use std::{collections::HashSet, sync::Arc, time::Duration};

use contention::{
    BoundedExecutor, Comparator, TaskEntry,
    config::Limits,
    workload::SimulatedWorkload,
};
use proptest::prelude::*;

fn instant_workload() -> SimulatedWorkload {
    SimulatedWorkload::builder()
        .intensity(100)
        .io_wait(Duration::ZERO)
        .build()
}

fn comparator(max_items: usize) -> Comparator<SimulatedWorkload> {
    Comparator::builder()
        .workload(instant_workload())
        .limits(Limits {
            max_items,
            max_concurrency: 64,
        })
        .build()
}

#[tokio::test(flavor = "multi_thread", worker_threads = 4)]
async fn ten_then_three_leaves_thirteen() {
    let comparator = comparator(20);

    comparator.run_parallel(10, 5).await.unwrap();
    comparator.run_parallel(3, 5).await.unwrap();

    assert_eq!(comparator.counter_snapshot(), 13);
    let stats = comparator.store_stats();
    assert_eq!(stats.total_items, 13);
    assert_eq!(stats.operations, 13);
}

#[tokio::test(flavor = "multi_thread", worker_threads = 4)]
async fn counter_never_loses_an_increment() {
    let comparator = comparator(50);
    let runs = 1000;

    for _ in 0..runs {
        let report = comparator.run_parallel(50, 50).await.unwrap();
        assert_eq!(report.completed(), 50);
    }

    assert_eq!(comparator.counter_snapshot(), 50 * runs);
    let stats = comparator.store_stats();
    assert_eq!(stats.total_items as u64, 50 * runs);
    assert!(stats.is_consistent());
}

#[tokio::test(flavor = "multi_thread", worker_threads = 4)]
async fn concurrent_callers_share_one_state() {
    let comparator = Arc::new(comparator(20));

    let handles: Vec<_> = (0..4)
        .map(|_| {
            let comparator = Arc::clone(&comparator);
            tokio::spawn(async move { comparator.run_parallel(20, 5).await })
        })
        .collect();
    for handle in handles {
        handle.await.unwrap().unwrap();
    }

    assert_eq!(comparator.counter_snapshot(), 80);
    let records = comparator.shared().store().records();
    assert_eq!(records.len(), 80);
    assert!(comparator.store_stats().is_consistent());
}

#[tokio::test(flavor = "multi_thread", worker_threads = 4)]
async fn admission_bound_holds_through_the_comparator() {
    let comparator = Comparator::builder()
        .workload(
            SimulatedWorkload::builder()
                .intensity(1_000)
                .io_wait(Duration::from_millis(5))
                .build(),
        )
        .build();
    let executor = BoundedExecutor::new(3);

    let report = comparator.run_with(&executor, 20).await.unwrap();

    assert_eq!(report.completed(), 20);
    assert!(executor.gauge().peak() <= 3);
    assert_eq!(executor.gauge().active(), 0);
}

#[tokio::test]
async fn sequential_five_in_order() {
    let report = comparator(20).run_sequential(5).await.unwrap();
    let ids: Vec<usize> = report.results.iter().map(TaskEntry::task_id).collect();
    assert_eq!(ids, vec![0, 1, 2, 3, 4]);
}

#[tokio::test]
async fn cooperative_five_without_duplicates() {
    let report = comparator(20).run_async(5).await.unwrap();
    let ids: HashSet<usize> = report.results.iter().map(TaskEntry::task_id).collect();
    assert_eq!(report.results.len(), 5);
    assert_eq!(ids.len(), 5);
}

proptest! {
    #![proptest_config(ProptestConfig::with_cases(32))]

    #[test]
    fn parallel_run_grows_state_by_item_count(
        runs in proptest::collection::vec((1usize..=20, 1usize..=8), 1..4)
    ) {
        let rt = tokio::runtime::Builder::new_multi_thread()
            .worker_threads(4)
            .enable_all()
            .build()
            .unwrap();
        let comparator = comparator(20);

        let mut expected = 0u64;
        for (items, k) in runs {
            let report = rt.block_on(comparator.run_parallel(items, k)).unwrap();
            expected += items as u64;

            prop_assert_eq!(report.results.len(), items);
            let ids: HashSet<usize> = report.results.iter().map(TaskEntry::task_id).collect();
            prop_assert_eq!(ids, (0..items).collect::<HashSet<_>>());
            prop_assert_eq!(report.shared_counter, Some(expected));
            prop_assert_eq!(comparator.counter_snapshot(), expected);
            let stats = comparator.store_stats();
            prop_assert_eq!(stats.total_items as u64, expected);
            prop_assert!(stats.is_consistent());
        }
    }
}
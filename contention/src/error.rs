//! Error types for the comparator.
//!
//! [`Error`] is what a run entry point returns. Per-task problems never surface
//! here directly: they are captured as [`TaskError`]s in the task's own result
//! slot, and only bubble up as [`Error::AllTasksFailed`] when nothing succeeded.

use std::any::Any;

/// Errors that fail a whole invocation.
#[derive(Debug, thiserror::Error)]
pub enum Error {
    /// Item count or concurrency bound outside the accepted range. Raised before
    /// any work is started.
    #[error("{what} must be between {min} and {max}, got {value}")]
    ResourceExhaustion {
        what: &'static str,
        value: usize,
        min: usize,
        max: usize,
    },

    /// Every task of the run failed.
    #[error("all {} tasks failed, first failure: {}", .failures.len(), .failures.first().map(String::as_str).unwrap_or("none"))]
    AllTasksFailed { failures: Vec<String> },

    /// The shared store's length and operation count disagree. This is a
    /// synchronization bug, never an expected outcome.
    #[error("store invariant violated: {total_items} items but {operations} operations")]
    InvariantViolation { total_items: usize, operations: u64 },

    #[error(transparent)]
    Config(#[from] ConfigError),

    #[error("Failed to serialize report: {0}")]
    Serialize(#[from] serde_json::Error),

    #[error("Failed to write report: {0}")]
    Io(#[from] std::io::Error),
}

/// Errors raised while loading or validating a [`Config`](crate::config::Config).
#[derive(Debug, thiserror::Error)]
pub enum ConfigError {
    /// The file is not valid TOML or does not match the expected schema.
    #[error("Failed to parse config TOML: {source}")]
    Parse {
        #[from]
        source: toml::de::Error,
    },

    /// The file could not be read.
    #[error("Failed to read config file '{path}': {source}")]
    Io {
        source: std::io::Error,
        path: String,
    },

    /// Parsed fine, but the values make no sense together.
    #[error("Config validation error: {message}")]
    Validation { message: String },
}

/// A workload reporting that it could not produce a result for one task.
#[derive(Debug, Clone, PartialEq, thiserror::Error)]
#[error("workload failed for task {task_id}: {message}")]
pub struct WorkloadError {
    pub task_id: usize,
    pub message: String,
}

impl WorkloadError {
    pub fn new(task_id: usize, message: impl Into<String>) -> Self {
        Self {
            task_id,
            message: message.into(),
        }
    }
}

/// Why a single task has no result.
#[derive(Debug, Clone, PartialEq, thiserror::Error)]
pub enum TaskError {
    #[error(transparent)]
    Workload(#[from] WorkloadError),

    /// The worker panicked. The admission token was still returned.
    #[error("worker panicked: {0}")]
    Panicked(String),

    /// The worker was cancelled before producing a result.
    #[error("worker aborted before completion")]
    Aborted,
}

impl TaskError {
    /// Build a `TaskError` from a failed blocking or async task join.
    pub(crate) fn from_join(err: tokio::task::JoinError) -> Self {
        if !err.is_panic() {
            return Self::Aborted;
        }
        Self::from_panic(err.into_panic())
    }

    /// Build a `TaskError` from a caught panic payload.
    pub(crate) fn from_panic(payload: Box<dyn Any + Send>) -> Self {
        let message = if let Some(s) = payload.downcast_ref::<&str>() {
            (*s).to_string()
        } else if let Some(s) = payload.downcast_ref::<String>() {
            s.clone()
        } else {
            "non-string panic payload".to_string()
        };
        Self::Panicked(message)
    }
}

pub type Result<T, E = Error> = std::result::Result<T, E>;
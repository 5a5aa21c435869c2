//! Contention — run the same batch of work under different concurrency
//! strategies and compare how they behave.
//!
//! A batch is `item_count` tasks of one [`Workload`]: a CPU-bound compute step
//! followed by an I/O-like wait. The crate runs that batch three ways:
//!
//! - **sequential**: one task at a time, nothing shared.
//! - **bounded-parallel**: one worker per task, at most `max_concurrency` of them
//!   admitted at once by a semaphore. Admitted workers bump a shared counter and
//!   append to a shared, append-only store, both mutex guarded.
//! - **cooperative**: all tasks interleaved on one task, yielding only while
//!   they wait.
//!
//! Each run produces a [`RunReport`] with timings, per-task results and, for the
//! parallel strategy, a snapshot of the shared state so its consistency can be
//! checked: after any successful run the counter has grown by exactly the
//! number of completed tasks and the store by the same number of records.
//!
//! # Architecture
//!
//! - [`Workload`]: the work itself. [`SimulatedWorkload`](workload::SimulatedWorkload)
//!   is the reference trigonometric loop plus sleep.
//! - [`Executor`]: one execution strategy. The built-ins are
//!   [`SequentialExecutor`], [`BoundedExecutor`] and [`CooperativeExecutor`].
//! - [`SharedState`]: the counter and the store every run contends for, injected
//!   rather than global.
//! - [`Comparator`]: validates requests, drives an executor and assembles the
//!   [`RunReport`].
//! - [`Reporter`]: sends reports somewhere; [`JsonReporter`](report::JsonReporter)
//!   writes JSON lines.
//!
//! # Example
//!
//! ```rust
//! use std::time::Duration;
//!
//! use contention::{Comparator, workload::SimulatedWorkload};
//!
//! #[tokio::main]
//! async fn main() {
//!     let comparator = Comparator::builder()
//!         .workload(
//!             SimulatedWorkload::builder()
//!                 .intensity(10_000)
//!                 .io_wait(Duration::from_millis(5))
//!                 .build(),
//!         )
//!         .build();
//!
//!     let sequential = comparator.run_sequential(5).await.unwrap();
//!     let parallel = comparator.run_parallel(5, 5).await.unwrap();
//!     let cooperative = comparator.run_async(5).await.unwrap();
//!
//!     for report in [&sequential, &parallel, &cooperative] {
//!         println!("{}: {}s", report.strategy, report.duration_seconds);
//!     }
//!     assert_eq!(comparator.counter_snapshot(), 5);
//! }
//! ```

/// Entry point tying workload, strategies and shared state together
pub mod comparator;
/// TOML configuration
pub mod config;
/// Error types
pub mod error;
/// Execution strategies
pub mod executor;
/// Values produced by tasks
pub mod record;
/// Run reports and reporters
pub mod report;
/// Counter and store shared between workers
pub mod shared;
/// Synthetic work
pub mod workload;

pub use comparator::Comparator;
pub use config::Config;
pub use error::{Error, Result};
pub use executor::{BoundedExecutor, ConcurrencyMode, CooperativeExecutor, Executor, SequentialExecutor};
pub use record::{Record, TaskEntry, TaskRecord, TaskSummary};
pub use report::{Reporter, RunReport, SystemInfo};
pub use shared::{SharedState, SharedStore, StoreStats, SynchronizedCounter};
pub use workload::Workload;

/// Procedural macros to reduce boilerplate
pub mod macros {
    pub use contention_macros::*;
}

═══

* [WHAT YOU WILL DO]:
A single number is the whole answer: the tally of lines above that contain "between".

* [EXERCISE OUTPUT]:
2